**Task material**

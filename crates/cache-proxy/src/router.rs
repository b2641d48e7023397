//! Request parsing and cache dispatch: the glue between a raw client
//! connection, the [`CacheIndex`], and a [`Fetcher`].
//!
//! [`RequestRouter::handle_connection`] is the Rust analogue of the source's
//! `handle_client`: read a bounded request head, parse it into a route key,
//! then either serve a cached hit (fast path or in-flight stream) or install
//! a fresh buffer and dispatch a producer for it.

use std::io::{Read, Write};
use std::sync::Arc;

use tracing::{info, warn};

use crate::buffer::StreamBuffer;
use crate::cache::CacheIndex;
use crate::error::ParseError;
use crate::fetcher::{spawn_producer, Fetcher};

/// Hard cap on the bytes read while looking for the end of a request head.
pub const MAX_HEAD_SIZE: usize = 8 * 1024;

const READ_CHUNK: usize = 512;

/// A parsed `GET` request: origin host/port plus the path to forward.
#[derive(Debug, Clone, PartialEq, Eq)]
pub struct ParsedRequest {
    pub host: String,
    pub port: u16,
    pub path: String,
}

impl ParsedRequest {
    /// The cache key: `host:port/path`, matching the source's `snprintf`
    /// composition of `url` so behavior stays comparable.
    pub fn cache_key(&self) -> String {
        format!("{}:{}{}", self.host, self.port, self.path)
    }
}

/// Read up to [`MAX_HEAD_SIZE`] bytes from `reader`, stopping as soon as a
/// `\r\n\r\n` terminator is seen. Returns [`ParseError::ConnectionClosed`] if
/// the peer closes before sending anything, and [`ParseError::HeadTooLarge`]
/// if the cap is hit without ever finding the terminator.
pub fn read_request_head<R: Read>(reader: &mut R) -> Result<Vec<u8>, ParseError> {
    let mut buf = Vec::with_capacity(READ_CHUNK);
    let mut chunk = [0u8; READ_CHUNK];

    loop {
        if buf.len() >= MAX_HEAD_SIZE {
            return Err(ParseError::HeadTooLarge);
        }
        let n = reader.read(&mut chunk)?;
        if n == 0 {
            break;
        }
        buf.extend_from_slice(&chunk[..n]);
        if ends_with_head_terminator(&buf) {
            break;
        }
    }

    if buf.is_empty() {
        return Err(ParseError::ConnectionClosed);
    }
    Ok(buf)
}

fn ends_with_head_terminator(buf: &[u8]) -> bool {
    buf.windows(4).any(|w| w == b"\r\n\r\n")
}

/// Parse a raw request head into a [`ParsedRequest`]. Only `GET` is
/// supported; anything else is rejected rather than silently proxied.
pub fn parse_request_head(head: &[u8]) -> Result<ParsedRequest, ParseError> {
    let text = String::from_utf8_lossy(head);

    let after_method = text.strip_prefix("GET ").ok_or(ParseError::NotGet)?;
    let url_end = after_method.find(" HTTP/").ok_or(ParseError::MissingUrl)?;
    let url = &after_method[..url_end];
    if url.is_empty() {
        return Err(ParseError::MissingUrl);
    }

    let url = url.strip_prefix("http://").unwrap_or(url);

    let (host_port, path) = match url.find('/') {
        Some(idx) => (&url[..idx], url[idx..].to_string()),
        None => (url, "/".to_string()),
    };

    if host_port.is_empty() {
        return Err(ParseError::MalformedUrl(url.to_string()));
    }

    let (host, port) = match host_port.split_once(':') {
        Some((h, p)) => {
            let port: u16 = p
                .parse()
                .map_err(|_| ParseError::MalformedUrl(url.to_string()))?;
            (h.to_string(), port)
        }
        None => (host_port.to_string(), 80),
    };

    if host.is_empty() {
        return Err(ParseError::MalformedUrl(url.to_string()));
    }

    Ok(ParsedRequest { host, port, path })
}

const RESPONSE_BAD_REQUEST: &[u8] = b"HTTP/1.0 400 Bad Request\r\n\r\n";
const RESPONSE_SERVER_ERROR: &[u8] = b"HTTP/1.0 500 Internal Server Error\r\n\r\n";

/// Ties a [`CacheIndex`] and a [`Fetcher`] together to serve one client
/// connection at a time. Stateless and cheap to clone-by-`Arc`; one instance
/// is shared across every connection thread the server spawns.
pub struct RequestRouter {
    cache: Arc<CacheIndex>,
    fetcher: Arc<dyn Fetcher>,
    initial_buffer_capacity: usize,
    max_response_size: usize,
}

impl RequestRouter {
    pub fn new(
        cache: Arc<CacheIndex>,
        fetcher: Arc<dyn Fetcher>,
        initial_buffer_capacity: usize,
        max_response_size: usize,
    ) -> Self {
        Self {
            cache,
            fetcher,
            initial_buffer_capacity,
            max_response_size,
        }
    }

    fn fresh_buffer(&self) -> Arc<StreamBuffer> {
        Arc::new(StreamBuffer::new(self.initial_buffer_capacity, self.max_response_size))
    }

    /// Serve one client connection end to end: parse its request head, route
    /// it through the cache, and stream a response back. Never panics on a
    /// malformed or disconnecting client; errors are logged and translated
    /// into a best-effort HTTP error line where a line can still be sent.
    pub fn handle_connection<S: Read + Write>(&self, mut stream: S) {
        let head = match read_request_head(&mut stream) {
            Ok(head) => head,
            Err(ParseError::ConnectionClosed) => return,
            Err(err) => {
                warn!(error = %err, "failed to read request head");
                let _ = stream.write_all(RESPONSE_BAD_REQUEST);
                return;
            }
        };

        let request = match parse_request_head(&head) {
            Ok(request) => request,
            Err(err) => {
                warn!(error = %err, "failed to parse request");
                let _ = stream.write_all(RESPONSE_BAD_REQUEST);
                return;
            }
        };

        let key = request.cache_key();
        let (buffer, fresh) = self.cache.get_or_create(&key, || self.fresh_buffer());

        let buffer = if fresh {
            info!(url = %key, "cache miss, dispatching fetch");
            spawn_producer(
                Arc::clone(&self.fetcher),
                request.host.clone(),
                request.port,
                request.path.clone(),
                Arc::clone(&buffer),
            );
            buffer
        } else if buffer.is_complete() && buffer.is_error() {
            // A stale, terminally-failed entry: treat as a miss, the same
            // way the source's own hit-detection falls through to a fresh
            // download when neither of its two branches matches. Installing
            // under the same key displaces the old entry instead of
            // duplicating it.
            info!(url = %key, "reusing errored entry as a miss, relaunching fetch");
            let replacement = self.fresh_buffer();
            self.cache.install(key.clone(), Arc::clone(&replacement));
            spawn_producer(
                Arc::clone(&self.fetcher),
                request.host.clone(),
                request.port,
                request.path.clone(),
                Arc::clone(&replacement),
            );
            replacement
        } else if buffer.is_complete() {
            info!(url = %key, size = buffer.len(), "cache hit, complete");
            buffer
        } else {
            info!(url = %key, "cache hit, streaming in progress");
            buffer
        };

        let result = if buffer.is_complete() && !buffer.is_error() {
            let _guard = buffer.attach_reader();
            buffer.write_complete_snapshot(&mut stream)
        } else {
            let guard = buffer.attach_reader();
            buffer.stream(&guard, &mut stream)
        };

        if let Err(err) = result {
            warn!(url = %key, error = %err, "error writing response to client");
        }
    }
}

#[cfg(test)]
mod tests {
    use super::*;
    use std::io::Cursor;
    use std::sync::atomic::{AtomicUsize, Ordering};
    use std::time::Duration;

    #[test]
    fn test_read_request_head_stops_at_terminator() {
        let mut reader = Cursor::new(b"GET / HTTP/1.0\r\n\r\ntrailing-garbage".to_vec());
        let head = read_request_head(&mut reader).unwrap();
        assert!(head.ends_with(b"\r\n\r\n"));
        assert!(!String::from_utf8_lossy(&head).contains("trailing"));
    }

    #[test]
    fn test_read_request_head_empty_connection_is_closed() {
        let mut reader = Cursor::new(Vec::<u8>::new());
        assert!(matches!(
            read_request_head(&mut reader),
            Err(ParseError::ConnectionClosed)
        ));
    }

    #[test]
    fn test_read_request_head_over_cap_errors() {
        let mut data = Vec::new();
        data.extend(std::iter::repeat(b'x').take(MAX_HEAD_SIZE + 10));
        let mut reader = Cursor::new(data);
        assert!(matches!(read_request_head(&mut reader), Err(ParseError::HeadTooLarge)));
    }

    #[test]
    fn test_parse_absolute_form_url_with_explicit_port() {
        let head = b"GET http://example.test:8080/a/b HTTP/1.0\r\nHost: example.test\r\n\r\n";
        let parsed = parse_request_head(head).unwrap();
        assert_eq!(parsed.host, "example.test");
        assert_eq!(parsed.port, 8080);
        assert_eq!(parsed.path, "/a/b");
    }

    #[test]
    fn test_parse_defaults_to_port_80_and_root_path() {
        let head = b"GET http://example.test HTTP/1.0\r\n\r\n";
        let parsed = parse_request_head(head).unwrap();
        assert_eq!(parsed.host, "example.test");
        assert_eq!(parsed.port, 80);
        assert_eq!(parsed.path, "/");
    }

    #[test]
    fn test_parse_rejects_non_get_method() {
        let head = b"POST / HTTP/1.0\r\n\r\n";
        assert!(matches!(parse_request_head(head), Err(ParseError::NotGet)));
    }

    #[test]
    fn test_parse_rejects_missing_url() {
        let head = b"GET  HTTP/1.0\r\n\r\n";
        assert!(matches!(parse_request_head(head), Err(ParseError::MissingUrl)));
    }

    #[test]
    fn test_cache_key_matches_source_url_composition() {
        let parsed = ParsedRequest {
            host: "example.test".to_string(),
            port: 80,
            path: "/a".to_string(),
        };
        assert_eq!(parsed.cache_key(), "example.test:80/a");
    }

    struct StaticFetcher {
        calls: AtomicUsize,
        body: &'static [u8],
    }

    impl Fetcher for StaticFetcher {
        fn fetch(&self, _host: &str, _port: u16, _path: &str, buffer: Arc<StreamBuffer>) {
            self.calls.fetch_add(1, Ordering::SeqCst);
            buffer.append(self.body).unwrap();
            buffer.complete();
        }
    }

    fn test_router(fetcher: Arc<StaticFetcher>) -> RequestRouter {
        RequestRouter::new(
            Arc::new(CacheIndex::with_defaults()),
            fetcher as Arc<dyn Fetcher>,
            1024,
            1024 * 1024,
        )
    }

    #[test]
    fn test_handle_connection_miss_then_hit_calls_fetcher_once() {
        let fetcher = Arc::new(StaticFetcher {
            calls: AtomicUsize::new(0),
            body: b"HTTP/1.0 200 OK\r\n\r\nbody",
        });
        let router = test_router(Arc::clone(&fetcher));

        let request = b"GET http://example.test/a HTTP/1.0\r\n\r\n".to_vec();
        let mut io = TestStream::new(request);
        router.handle_connection(&mut io);
        assert_eq!(io.written, b"HTTP/1.0 200 OK\r\n\r\nbody");

        // A little time for the producer thread in the miss path to finish
        // latching `complete` before the second request is issued.
        std::thread::sleep(Duration::from_millis(20));

        let mut io2 = TestStream::new(b"GET http://example.test/a HTTP/1.0\r\n\r\n".to_vec());
        router.handle_connection(&mut io2);
        assert_eq!(io2.written, b"HTTP/1.0 200 OK\r\n\r\nbody");
        assert_eq!(fetcher.calls.load(Ordering::SeqCst), 1, "second request must be a cache hit");
    }

    #[test]
    fn test_handle_connection_bad_request_gets_400() {
        let fetcher = Arc::new(StaticFetcher {
            calls: AtomicUsize::new(0),
            body: b"",
        });
        let router = test_router(fetcher);
        let mut io = TestStream::new(b"POST / HTTP/1.0\r\n\r\n".to_vec());
        router.handle_connection(&mut io);
        assert_eq!(io.written, RESPONSE_BAD_REQUEST);
    }

    /// A `Read + Write` test double: reads from a fixed request buffer and
    /// accumulates every write, so a single object can stand in for a socket.
    struct TestStream {
        request: Cursor<Vec<u8>>,
        written: Vec<u8>,
    }

    impl TestStream {
        fn new(request: Vec<u8>) -> Self {
            Self {
                request: Cursor::new(request),
                written: Vec::new(),
            }
        }
    }

    impl Read for TestStream {
        fn read(&mut self, buf: &mut [u8]) -> std::io::Result<usize> {
            self.request.read(buf)
        }
    }

    impl Write for TestStream {
        fn write(&mut self, buf: &[u8]) -> std::io::Result<usize> {
            self.written.extend_from_slice(buf);
            Ok(buf.len())
        }
        fn flush(&mut self) -> std::io::Result<()> {
            Ok(())
        }
    }
}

**What you have to do**
Where in the entries does the word "TestStream" occur? Copy out each line that has it.

**Answer to this exercise**
        let mut io = TestStream::new(request);
        let mut io2 = TestStream::new(b"GET http://example.test/a HTTP/1.0\r\n\r\n".to_vec());
        let mut io = TestStream::new(b"POST / HTTP/1.0\r\n\r\n".to_vec());
    struct TestStream {
    impl TestStream {
    impl Read for TestStream {
    impl Write for TestStream {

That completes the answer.